Gliders in shape-changing active matter

TL;DR

This study demonstrates the spontaneous formation and dynamics of glider-like bound pairs in shape-changing active robots, revealing mechanisms of emergent attraction driven by local repulsive interactions.

Contribution

It introduces experimental and simulation evidence of shape-changing robots forming stable, traveling pairs called gliders, a novel collective behavior in active matter.

Findings

Gliders form robustly over various parameters.

Two distinct binding symmetries observed.
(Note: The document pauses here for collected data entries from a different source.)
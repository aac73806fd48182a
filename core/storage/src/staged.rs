//! Staged writes: bytes go to a sibling temp file and replace the target
//! atomically on commit.

use std::io::{self, BufWriter, Write};
use std::path::{Path, PathBuf};
use tempfile::NamedTempFile;

use crate::provider::WriteStream;

/// Writer that stages content next to `target` and renames it into place.
///
/// The temp file lives in the target's directory so the final rename never
/// crosses filesystems. Until [`StagedWriter::commit`] the target is
/// untouched, so a reader holding the old file keeps seeing complete data.
pub struct StagedWriter {
    inner: BufWriter<NamedTempFile>,
    target: PathBuf,
}

impl StagedWriter {
    /// Start staging a new version of `target`.
    ///
    /// # Errors
    /// - Target directory missing or not writable
    pub fn new(target: impl AsRef<Path>) -> io::Result<Self> {
        let target = target.as_ref().to_path_buf();
        let dir = match target.parent() {
            Some(parent) if !parent.as_os_str().is_empty() => parent.to_path_buf(),
            _ => PathBuf::from("."),
        };
        let temp = NamedTempFile::new_in(dir)?;

        Ok(Self {
            inner: BufWriter::new(temp),
            target,
        })
    }

    /// Path that will be replaced on commit.
    pub fn target(&self) -> &Path {
        &self.target
    }

    /// Flush, fsync and rename the staged file over the target.
    pub fn commit(self) -> io::Result<PathBuf> {
        let temp = self.inner.into_inner().map_err(|e| e.into_error())?;
        temp.as_file().sync_all()?;
        temp.persist(&self.target).map_err(|e| e.error)?;
        Ok(self.target)
    }
}

impl Write for StagedWriter {
    fn write(&mut self, buf: &[u8]) -> io::Result<usize> {
        self.inner.write(buf)
    }

    fn flush(&mut self) -> io::Result<()> {
        self.inner.flush()
    }
}

impl WriteStream for StagedWriter {
    fn close(self: Box<Self>) -> io::Result<()> {
        self.commit().map(|_| ())
    }
}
Effective attraction arises from repulsive interactions.

Abstract

We report in experiment and simulation the spontaneous formation of dynamically bound pairs of shape changing smarticle robots undergoing locally repulsive collisions. Borrowing terminology from Conway's simulated Game of Life, these physical `gliders' robustly emerge from an ensemble of individually undulating three-link two-motor smarticles and can remain bound for hundreds of undulations and travel for multiple robot dimensions. Gliders occur in two distinct binding symmetries and form over a wide range of angular flapping extent. This parameter sets the maximal concavity which influences formation probability and translation characteristics. Analysis of dynamics in simulation reveals the mechanism of effective dynamical attraction -- a result of the emergent interplay of appropriately oriented and timed repulsive interactions.